:: Collected data entries ::

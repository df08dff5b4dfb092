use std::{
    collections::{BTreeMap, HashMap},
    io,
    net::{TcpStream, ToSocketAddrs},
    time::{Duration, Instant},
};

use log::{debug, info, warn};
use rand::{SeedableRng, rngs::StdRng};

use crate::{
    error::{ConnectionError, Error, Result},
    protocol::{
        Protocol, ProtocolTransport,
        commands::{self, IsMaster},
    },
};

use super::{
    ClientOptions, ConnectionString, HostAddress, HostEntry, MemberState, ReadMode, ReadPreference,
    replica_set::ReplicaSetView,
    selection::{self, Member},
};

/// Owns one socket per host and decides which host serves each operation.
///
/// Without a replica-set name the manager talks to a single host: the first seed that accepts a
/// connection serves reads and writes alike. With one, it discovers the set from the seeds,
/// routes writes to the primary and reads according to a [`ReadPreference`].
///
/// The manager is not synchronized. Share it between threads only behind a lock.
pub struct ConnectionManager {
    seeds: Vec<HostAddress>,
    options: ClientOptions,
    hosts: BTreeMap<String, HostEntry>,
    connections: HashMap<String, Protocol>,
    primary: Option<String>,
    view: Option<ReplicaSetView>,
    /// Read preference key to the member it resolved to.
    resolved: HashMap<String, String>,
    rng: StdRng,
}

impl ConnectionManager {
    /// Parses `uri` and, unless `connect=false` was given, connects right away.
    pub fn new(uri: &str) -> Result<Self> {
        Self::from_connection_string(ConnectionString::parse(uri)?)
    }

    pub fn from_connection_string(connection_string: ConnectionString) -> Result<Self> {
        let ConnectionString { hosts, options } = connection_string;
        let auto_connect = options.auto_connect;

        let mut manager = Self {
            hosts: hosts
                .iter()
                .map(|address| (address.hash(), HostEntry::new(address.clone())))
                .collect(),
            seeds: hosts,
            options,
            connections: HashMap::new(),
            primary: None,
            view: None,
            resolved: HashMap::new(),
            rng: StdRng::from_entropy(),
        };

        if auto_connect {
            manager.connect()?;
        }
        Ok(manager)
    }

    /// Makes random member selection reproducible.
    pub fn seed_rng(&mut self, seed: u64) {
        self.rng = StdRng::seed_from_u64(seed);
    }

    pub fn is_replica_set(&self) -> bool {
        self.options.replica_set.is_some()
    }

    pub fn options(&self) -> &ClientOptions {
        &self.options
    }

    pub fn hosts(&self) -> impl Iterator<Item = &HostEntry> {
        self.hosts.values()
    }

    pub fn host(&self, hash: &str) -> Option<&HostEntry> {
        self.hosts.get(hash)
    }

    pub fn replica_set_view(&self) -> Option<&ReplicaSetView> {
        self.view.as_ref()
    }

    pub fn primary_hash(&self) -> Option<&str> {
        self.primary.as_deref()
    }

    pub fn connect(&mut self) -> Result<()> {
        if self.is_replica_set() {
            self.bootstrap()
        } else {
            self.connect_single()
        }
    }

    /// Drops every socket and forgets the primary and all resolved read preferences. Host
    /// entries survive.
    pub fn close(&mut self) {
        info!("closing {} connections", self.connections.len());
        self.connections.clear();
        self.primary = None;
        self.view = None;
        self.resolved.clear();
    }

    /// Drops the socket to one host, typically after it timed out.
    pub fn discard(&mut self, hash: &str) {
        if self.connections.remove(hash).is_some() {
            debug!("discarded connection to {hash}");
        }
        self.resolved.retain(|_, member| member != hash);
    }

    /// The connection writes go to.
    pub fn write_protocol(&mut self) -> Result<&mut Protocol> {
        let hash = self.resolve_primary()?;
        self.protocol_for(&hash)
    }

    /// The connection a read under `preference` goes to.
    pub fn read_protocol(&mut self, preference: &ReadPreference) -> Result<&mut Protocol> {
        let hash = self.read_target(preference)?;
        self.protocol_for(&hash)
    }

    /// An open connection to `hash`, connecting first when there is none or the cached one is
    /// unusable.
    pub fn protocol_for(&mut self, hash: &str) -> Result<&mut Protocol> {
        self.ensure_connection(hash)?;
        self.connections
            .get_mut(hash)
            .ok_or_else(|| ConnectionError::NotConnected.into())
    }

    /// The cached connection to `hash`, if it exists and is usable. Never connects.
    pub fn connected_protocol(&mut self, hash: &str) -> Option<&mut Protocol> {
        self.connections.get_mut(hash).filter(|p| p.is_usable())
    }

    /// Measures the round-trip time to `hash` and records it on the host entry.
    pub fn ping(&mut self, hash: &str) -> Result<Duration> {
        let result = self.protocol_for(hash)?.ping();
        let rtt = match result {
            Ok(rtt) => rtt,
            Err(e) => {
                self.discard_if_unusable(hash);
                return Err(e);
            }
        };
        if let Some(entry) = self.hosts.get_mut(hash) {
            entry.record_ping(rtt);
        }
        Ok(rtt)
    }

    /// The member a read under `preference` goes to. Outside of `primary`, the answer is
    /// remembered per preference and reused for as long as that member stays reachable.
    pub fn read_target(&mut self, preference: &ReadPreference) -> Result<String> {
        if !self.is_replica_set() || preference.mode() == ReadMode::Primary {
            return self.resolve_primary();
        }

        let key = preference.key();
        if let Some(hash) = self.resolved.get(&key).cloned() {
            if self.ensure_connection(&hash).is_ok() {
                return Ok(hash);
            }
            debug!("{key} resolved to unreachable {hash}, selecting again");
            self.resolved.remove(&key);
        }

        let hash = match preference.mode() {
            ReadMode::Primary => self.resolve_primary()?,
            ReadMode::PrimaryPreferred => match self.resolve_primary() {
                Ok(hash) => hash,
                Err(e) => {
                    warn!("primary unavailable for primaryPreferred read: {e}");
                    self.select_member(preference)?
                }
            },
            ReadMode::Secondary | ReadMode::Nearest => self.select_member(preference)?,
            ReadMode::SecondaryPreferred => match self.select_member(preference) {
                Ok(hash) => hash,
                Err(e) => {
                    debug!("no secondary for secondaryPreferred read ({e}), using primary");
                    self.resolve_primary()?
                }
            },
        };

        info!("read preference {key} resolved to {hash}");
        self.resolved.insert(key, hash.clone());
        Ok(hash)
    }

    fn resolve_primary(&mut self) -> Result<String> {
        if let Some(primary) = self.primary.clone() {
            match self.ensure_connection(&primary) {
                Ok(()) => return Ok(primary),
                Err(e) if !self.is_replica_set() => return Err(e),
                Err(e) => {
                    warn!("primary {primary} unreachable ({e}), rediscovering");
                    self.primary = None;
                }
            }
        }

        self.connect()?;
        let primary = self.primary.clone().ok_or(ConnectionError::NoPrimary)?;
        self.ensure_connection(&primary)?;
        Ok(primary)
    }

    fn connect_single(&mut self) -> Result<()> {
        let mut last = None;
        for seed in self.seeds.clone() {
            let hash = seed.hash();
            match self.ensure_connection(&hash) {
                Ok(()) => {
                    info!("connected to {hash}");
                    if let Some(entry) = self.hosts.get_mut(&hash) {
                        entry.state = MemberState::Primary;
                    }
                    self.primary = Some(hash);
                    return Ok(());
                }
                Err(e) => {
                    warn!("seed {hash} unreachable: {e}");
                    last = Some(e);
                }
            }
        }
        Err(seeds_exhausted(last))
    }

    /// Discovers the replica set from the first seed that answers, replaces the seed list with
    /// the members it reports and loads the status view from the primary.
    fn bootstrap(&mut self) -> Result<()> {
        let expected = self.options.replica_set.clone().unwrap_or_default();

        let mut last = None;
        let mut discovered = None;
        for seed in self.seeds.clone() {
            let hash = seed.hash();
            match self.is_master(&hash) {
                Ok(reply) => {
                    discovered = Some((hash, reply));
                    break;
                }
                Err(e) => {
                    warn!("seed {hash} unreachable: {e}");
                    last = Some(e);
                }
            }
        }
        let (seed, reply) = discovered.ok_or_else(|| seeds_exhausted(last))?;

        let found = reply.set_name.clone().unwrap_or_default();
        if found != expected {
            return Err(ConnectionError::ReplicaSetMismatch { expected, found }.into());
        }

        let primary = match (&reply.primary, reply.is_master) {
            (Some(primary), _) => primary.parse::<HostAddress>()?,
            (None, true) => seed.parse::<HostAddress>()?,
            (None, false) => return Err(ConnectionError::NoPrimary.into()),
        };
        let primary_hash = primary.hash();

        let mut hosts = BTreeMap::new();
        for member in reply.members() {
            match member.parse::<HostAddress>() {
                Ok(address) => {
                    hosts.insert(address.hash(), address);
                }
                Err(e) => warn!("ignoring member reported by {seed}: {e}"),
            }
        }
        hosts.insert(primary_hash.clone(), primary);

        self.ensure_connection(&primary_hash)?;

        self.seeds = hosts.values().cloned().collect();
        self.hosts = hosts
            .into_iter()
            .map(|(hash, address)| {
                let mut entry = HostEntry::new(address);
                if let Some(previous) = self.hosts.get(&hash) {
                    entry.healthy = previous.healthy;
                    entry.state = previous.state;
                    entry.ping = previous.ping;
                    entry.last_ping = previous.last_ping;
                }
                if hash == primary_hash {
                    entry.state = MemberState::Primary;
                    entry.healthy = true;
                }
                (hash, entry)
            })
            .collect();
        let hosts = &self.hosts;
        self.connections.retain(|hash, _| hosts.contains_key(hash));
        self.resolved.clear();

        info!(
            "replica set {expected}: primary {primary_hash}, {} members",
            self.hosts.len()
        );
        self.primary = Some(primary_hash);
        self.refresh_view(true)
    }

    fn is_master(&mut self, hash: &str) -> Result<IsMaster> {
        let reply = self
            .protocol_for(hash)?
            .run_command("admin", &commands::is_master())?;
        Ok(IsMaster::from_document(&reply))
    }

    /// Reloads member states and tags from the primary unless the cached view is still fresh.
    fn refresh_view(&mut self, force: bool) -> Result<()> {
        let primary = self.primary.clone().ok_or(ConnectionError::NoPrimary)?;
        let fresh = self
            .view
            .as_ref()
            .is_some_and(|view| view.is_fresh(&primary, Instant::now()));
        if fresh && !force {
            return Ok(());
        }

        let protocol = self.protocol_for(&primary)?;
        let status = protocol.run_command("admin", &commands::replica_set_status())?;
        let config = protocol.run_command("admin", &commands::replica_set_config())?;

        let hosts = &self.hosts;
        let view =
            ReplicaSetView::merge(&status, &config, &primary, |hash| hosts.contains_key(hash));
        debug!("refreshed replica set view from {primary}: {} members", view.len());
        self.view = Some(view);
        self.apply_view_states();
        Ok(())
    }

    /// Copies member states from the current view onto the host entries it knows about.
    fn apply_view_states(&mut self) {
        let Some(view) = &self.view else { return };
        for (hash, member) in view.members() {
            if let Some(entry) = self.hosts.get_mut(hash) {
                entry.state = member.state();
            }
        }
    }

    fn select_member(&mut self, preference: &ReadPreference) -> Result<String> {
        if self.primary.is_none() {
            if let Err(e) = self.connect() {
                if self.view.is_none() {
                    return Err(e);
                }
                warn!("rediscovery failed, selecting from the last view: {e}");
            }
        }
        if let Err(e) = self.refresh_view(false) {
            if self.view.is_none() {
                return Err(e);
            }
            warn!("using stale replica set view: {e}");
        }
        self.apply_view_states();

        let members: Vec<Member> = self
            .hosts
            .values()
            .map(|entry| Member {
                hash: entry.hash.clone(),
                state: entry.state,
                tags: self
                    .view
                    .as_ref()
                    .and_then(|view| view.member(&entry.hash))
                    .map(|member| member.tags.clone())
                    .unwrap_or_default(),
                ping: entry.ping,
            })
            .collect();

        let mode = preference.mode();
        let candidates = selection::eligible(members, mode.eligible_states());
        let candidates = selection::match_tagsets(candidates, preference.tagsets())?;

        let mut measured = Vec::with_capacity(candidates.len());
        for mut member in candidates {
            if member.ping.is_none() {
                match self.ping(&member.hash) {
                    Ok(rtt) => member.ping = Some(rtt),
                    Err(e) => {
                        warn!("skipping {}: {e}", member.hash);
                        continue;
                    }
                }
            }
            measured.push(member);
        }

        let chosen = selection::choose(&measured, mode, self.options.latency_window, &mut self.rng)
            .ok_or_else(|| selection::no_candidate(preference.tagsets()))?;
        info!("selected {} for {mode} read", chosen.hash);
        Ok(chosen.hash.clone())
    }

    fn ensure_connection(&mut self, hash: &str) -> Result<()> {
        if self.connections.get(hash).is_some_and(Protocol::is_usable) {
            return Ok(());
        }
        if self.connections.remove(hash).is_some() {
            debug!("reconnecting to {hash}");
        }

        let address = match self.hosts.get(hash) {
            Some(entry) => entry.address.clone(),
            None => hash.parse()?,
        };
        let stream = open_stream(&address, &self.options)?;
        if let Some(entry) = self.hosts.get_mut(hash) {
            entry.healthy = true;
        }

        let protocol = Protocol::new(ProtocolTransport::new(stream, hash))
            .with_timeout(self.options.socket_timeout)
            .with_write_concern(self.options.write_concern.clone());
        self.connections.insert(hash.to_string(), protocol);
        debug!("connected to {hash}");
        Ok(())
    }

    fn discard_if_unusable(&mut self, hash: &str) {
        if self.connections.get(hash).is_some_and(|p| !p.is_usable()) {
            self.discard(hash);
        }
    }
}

:: WHAT YOU WILL DO ::
In the entries above, copy each line that contains the string "HashMap".

:: RESULT OF THE TASK ::
    collections::{BTreeMap, HashMap},
    connections: HashMap<String, Protocol>,
    resolved: HashMap<String, String>,
            connections: HashMap::new(),
            resolved: HashMap::new(),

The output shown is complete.